Clearly, the cost of a four-year college degree has increased significantly over the last 25 years, and tuition rates continue to rise sharply each year. Beyond college tuition costs, even bigger issues may exist at the K-12 level, where Gates feels that U.S. methods for teacher compensation are outdated and inefficient. Today, pay and promotions for most teachers is based on seniority, rather than performance, peer reviews and other factors. Naturally, Gates is hearing opposition from teacher unions and academic leaders for his views on this topic.

Again, I wonder how these challenges – and the way we choose to address them – will impact us in regards to our math and engineering talent in the future.
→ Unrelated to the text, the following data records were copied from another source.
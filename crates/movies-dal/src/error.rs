pub type Result<T, E = Error> = std::result::Result<T, E>;

#[derive(Debug, thiserror::Error)]
pub enum Error {
    #[error("Database error: {0}")]
    DatabaseError(#[from] sqlx::Error),

    #[error("Migration error: {0}")]
    MigrationError(#[from] sqlx::migrate::MigrateError),

    #[error("Record not found: {0}")]
    RecordNotFound(String),

    #[error("Record {id} was changed or removed concurrently")]
    ConcurrencyConflict { id: i64 },
}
When I was working on my masters and PhD programs at Georgia Tech, a large percentage of my fellow students were not American. Are American colleges and universities simply training engineering talent from other countries that will then leave the U.S. upon graduation and return to their home nations to create technology companies of their own? Are we simply exporting top-level engineering skills and talent? How can we make math and science a priority again – starting with K-12 – to keep tech innovation strong in the U.S.?

I would like to hear what some of the engineering students and academics out there have to say … let me know what you think!